»»

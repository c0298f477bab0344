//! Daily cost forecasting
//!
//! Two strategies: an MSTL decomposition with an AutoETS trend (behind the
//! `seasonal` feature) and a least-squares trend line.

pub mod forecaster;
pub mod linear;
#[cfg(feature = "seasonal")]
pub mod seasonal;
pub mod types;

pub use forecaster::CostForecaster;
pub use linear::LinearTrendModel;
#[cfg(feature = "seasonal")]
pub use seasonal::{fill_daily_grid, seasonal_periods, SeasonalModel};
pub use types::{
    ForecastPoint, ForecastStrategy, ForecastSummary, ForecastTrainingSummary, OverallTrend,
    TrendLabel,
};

««
»»

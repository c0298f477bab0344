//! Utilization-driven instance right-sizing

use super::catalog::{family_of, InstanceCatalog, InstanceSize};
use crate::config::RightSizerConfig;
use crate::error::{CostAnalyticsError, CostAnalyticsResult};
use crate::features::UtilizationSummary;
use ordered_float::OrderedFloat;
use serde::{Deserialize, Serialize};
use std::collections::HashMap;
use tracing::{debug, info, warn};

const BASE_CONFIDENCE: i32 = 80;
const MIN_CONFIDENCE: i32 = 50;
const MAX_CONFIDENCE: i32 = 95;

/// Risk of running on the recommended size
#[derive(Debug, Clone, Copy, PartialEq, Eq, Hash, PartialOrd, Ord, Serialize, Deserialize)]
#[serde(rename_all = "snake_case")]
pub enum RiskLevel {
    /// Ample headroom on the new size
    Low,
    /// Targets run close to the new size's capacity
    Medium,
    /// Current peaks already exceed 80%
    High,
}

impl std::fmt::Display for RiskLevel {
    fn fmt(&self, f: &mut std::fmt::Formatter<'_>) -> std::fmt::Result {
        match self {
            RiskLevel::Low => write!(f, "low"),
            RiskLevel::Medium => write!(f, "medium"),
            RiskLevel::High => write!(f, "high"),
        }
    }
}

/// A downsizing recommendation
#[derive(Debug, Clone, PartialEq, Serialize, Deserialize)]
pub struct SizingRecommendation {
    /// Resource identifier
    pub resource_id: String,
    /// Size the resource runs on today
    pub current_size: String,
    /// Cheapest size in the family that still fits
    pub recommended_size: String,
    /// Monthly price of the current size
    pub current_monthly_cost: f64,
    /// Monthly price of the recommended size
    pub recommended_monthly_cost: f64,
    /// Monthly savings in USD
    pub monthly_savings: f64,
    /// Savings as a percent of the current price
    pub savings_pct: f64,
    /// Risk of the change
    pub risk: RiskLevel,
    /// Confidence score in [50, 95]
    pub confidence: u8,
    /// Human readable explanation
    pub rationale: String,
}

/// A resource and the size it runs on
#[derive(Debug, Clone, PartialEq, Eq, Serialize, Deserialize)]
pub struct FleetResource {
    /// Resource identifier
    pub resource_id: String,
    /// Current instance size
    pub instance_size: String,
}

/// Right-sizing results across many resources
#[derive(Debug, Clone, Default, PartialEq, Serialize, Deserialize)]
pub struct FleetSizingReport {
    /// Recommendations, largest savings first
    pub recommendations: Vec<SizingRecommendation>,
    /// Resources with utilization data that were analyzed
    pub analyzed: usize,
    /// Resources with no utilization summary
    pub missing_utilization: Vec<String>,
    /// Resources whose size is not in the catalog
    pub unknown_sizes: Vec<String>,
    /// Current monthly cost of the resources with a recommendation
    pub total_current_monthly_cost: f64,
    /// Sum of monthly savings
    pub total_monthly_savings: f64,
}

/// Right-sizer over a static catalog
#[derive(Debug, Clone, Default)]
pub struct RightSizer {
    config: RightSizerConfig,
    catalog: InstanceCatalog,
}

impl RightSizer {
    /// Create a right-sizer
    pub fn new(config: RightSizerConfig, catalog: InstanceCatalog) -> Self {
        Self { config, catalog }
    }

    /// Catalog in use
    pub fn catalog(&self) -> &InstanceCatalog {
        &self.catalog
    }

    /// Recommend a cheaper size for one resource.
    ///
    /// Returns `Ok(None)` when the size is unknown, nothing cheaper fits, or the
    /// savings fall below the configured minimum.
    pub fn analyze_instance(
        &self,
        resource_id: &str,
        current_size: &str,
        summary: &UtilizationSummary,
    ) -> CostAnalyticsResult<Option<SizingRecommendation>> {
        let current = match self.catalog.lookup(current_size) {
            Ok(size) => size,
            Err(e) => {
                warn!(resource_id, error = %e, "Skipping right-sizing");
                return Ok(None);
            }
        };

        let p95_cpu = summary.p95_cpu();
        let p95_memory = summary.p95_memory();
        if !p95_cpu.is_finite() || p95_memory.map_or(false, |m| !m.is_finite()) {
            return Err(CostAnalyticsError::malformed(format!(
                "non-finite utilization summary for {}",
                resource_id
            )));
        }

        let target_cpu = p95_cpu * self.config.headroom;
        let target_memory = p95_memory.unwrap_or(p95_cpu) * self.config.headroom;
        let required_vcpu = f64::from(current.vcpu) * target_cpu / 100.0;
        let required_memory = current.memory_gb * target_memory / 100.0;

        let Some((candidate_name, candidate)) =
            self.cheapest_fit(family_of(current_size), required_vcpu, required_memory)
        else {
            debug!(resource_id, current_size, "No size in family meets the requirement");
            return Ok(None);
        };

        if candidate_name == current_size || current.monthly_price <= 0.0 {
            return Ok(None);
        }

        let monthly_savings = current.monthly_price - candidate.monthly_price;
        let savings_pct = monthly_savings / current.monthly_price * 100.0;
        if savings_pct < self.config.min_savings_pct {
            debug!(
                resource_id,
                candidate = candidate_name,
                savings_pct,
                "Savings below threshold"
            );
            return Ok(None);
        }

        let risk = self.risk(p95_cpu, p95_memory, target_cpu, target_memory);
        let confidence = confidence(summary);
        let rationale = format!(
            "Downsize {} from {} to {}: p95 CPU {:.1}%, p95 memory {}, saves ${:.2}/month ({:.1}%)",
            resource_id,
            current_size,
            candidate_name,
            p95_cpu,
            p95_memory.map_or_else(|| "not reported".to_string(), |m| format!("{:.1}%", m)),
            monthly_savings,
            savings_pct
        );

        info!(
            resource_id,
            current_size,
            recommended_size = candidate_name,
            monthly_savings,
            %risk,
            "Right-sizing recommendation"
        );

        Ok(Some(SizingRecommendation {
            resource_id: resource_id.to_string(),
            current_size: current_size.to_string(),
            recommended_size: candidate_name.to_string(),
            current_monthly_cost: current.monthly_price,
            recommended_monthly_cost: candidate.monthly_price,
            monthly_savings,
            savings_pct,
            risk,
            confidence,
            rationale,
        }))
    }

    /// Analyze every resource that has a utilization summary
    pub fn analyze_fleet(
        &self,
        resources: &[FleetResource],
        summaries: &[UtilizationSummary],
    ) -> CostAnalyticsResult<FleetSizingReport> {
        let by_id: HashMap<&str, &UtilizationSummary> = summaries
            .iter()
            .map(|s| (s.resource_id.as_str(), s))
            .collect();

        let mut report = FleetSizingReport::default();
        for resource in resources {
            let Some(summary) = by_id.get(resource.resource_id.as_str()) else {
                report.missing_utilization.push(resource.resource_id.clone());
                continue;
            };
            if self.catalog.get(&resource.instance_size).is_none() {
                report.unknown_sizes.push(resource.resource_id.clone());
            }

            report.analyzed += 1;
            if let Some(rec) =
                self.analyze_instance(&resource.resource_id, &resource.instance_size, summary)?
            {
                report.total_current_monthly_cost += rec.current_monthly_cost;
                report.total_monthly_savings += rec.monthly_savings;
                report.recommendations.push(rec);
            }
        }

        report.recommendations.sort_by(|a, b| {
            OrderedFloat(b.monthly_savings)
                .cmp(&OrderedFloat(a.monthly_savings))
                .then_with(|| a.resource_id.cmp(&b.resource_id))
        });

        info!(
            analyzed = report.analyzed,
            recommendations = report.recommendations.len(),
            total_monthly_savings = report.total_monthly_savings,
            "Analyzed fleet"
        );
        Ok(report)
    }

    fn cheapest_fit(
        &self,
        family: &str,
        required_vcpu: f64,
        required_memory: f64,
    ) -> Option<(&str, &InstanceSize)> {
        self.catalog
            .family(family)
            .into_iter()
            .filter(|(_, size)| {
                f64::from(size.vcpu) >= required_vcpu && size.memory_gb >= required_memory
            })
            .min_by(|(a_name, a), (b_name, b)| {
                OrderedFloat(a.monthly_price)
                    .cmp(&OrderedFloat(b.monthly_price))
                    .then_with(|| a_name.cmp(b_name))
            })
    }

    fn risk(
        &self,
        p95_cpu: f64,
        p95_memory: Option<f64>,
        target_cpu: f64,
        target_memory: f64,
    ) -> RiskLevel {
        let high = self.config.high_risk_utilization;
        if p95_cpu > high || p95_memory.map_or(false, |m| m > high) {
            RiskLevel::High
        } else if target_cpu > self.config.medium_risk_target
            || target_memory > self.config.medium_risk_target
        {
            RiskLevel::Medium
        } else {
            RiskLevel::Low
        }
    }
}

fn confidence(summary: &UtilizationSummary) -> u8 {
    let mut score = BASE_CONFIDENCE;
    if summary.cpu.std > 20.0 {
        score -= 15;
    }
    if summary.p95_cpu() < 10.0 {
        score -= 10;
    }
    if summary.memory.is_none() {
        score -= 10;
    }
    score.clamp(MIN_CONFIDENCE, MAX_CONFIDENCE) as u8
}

««

▶ **What the task asks**: Which lines in the data hold the string "that"? Copy each of them.

▶ **Answer space**:
    /// Cheapest size in the family that still fits
    /// Resources with utilization data that were analyzed
    /// Analyze every resource that has a utilization summary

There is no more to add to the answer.